When the line containing "use crate::state::SearchState;" appears in the data below, begin copying there and stop only after the line containing "use spindle_model::error::DesignError;".

(Task material Opens)

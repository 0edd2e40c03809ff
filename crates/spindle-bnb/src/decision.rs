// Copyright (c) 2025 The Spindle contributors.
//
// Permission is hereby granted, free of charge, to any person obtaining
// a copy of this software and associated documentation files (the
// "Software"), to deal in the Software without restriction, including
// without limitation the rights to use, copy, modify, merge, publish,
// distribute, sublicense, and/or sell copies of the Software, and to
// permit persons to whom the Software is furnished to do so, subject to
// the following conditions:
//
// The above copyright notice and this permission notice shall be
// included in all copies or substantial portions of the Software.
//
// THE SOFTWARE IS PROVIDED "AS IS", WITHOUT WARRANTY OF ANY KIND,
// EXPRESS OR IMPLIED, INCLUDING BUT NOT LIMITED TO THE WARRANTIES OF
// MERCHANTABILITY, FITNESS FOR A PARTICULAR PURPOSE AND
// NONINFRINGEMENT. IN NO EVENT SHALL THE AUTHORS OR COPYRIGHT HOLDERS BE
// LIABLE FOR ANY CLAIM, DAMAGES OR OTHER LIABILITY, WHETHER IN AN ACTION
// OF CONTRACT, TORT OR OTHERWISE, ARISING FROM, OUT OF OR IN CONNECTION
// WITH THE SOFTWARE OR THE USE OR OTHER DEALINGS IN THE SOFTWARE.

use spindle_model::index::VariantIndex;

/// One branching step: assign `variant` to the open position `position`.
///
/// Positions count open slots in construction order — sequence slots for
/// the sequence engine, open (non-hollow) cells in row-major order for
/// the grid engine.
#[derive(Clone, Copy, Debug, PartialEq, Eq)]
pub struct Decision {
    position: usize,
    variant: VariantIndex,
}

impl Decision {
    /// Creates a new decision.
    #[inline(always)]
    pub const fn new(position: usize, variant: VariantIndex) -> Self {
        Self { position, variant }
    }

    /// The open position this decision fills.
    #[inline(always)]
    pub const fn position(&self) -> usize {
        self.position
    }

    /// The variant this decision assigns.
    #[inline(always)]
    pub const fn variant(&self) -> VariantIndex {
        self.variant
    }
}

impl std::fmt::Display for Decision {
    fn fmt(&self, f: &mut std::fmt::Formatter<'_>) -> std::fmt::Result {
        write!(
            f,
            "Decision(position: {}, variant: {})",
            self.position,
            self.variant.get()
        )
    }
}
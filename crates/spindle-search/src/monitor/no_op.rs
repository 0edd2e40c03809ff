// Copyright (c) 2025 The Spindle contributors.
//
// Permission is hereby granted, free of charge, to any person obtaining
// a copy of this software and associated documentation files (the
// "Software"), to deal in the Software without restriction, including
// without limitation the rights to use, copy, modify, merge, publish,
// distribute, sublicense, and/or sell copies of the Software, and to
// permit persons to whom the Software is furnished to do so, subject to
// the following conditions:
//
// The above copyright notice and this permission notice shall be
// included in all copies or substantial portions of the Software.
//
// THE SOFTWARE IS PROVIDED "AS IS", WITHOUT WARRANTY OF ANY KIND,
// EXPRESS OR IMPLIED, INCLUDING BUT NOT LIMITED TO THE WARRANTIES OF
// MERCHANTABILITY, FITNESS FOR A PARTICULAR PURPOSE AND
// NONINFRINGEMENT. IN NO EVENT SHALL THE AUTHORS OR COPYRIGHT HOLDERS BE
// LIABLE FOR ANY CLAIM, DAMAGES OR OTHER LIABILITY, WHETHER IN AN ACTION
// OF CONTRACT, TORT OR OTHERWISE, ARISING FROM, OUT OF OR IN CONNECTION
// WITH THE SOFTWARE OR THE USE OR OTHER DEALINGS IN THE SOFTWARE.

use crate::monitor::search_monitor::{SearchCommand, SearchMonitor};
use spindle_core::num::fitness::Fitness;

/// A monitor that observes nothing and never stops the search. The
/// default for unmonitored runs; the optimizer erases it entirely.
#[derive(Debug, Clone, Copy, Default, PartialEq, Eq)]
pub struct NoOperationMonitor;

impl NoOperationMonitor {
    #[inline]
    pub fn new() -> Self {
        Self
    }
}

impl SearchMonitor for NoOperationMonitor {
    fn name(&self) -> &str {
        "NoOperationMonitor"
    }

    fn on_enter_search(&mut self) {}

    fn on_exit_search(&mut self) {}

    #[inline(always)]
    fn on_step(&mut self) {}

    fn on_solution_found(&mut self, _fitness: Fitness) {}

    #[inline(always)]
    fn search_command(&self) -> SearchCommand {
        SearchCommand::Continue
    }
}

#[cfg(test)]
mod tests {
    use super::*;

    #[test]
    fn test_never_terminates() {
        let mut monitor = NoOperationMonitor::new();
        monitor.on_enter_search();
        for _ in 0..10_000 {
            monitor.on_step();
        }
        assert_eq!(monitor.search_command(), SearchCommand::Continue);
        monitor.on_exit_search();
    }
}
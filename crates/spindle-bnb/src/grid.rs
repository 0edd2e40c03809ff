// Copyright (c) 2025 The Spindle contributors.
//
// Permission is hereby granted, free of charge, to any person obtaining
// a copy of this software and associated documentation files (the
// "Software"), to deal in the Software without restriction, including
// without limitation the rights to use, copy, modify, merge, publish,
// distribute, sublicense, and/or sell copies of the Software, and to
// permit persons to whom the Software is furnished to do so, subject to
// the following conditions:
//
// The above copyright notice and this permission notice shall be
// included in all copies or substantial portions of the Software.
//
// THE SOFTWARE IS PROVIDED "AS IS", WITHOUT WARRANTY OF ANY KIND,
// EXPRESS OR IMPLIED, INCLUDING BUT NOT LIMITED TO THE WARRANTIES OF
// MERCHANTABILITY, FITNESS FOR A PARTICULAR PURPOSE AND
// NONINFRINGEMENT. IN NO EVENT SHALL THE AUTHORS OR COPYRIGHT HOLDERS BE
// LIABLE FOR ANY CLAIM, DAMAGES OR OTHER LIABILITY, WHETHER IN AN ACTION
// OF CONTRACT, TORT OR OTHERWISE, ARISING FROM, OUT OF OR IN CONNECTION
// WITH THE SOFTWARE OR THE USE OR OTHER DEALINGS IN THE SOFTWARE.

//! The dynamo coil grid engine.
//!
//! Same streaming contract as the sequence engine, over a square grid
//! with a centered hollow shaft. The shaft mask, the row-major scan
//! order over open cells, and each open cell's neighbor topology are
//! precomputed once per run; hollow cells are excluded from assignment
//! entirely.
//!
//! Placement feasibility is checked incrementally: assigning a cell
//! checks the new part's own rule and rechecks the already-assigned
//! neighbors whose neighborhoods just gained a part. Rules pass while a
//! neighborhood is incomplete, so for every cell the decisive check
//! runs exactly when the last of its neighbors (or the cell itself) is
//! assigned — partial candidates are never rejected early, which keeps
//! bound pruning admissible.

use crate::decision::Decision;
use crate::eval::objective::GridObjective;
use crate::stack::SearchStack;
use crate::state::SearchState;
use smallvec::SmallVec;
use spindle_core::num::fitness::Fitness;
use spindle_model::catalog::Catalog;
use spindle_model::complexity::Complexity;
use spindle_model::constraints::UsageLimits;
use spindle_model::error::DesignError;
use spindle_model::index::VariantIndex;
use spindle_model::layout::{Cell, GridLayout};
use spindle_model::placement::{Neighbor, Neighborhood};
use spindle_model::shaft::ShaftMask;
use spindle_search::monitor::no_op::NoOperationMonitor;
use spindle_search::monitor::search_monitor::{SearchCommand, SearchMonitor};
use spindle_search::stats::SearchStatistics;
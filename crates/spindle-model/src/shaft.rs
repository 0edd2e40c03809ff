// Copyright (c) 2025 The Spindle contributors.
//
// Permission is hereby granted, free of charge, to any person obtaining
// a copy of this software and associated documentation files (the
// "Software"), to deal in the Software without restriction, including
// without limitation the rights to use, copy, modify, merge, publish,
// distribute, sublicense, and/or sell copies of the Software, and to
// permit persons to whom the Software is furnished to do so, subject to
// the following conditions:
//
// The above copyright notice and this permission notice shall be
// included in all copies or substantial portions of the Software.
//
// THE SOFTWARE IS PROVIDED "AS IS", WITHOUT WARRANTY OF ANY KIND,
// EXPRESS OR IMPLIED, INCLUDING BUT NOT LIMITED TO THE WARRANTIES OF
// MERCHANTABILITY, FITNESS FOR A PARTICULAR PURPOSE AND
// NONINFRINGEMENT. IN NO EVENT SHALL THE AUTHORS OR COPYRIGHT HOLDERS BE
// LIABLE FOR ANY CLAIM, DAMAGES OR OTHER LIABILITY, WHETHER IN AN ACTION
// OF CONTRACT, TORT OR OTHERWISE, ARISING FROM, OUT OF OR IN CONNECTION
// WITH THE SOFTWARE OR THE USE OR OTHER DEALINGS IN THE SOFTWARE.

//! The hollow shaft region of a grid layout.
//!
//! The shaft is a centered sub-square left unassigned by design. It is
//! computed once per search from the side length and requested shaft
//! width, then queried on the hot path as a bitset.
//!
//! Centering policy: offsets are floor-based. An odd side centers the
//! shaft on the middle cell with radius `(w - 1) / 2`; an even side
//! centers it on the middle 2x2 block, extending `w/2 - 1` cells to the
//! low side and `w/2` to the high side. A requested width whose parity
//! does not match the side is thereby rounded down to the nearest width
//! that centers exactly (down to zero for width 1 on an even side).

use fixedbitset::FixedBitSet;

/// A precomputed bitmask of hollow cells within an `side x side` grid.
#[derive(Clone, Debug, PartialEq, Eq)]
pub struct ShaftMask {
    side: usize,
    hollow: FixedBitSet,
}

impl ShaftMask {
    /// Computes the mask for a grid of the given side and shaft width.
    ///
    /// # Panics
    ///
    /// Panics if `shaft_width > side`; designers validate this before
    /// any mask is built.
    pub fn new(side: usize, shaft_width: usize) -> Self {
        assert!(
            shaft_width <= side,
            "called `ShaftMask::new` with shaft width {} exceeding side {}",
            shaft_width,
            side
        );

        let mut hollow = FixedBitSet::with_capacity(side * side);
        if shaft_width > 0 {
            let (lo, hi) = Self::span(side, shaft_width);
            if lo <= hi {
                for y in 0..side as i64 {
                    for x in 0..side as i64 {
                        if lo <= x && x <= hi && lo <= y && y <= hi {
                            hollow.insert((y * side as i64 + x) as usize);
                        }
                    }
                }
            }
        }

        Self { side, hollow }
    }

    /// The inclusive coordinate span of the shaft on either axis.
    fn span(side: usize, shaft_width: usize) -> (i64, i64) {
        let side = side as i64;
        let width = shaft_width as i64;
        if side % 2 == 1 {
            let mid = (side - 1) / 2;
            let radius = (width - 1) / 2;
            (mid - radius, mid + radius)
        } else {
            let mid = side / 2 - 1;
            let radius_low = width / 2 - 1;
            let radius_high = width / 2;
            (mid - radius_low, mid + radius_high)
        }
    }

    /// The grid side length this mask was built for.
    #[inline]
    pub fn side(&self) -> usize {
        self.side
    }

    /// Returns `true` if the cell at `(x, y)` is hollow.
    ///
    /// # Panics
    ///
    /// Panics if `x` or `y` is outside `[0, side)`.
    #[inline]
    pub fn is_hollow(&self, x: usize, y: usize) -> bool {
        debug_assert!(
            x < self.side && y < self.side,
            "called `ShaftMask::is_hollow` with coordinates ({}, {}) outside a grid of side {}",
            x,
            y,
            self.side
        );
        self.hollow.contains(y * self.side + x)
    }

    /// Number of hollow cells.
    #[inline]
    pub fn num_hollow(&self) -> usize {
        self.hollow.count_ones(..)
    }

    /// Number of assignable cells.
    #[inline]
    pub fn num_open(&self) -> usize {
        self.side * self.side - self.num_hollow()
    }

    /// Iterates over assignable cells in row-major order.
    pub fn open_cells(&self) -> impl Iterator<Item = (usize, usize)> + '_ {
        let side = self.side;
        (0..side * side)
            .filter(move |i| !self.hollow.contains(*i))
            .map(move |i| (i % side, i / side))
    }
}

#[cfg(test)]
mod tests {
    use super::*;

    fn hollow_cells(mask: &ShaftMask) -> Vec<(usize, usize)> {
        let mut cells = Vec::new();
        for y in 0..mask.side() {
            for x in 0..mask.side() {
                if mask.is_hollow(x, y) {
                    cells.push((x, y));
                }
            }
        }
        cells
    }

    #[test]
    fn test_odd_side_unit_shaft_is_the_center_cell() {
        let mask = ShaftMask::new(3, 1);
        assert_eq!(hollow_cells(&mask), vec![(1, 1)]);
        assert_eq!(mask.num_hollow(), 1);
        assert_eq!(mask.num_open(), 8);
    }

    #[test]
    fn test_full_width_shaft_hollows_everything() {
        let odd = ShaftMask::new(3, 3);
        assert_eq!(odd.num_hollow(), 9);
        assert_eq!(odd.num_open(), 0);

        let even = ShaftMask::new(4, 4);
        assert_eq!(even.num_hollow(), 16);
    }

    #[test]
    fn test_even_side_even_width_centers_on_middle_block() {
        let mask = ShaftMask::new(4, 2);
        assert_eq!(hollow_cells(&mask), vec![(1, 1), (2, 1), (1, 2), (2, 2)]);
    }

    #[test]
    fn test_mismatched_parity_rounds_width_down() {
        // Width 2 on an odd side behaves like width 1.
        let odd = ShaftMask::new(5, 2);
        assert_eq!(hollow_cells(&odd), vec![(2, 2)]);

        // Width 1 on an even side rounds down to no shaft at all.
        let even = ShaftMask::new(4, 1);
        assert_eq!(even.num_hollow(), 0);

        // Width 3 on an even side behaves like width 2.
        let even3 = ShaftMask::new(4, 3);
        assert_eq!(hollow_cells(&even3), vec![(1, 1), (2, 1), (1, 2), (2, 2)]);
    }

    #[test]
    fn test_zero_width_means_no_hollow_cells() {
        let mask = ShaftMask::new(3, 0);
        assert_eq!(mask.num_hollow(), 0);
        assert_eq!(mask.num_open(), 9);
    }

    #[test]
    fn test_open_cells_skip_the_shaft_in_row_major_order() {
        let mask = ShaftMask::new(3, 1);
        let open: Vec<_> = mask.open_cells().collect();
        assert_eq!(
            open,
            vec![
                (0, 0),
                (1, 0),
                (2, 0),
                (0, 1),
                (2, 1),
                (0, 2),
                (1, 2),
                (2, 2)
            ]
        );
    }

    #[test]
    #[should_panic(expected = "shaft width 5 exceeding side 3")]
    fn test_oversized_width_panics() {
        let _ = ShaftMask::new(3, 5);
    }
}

(Task material Closes)

Completed exercise:
use crate::state::SearchState;
use smallvec::SmallVec;
use spindle_core::num::fitness::Fitness;
use spindle_model::catalog::Catalog;
use spindle_model::complexity::Complexity;
use spindle_model::constraints::UsageLimits;
use spindle_model::error::DesignError;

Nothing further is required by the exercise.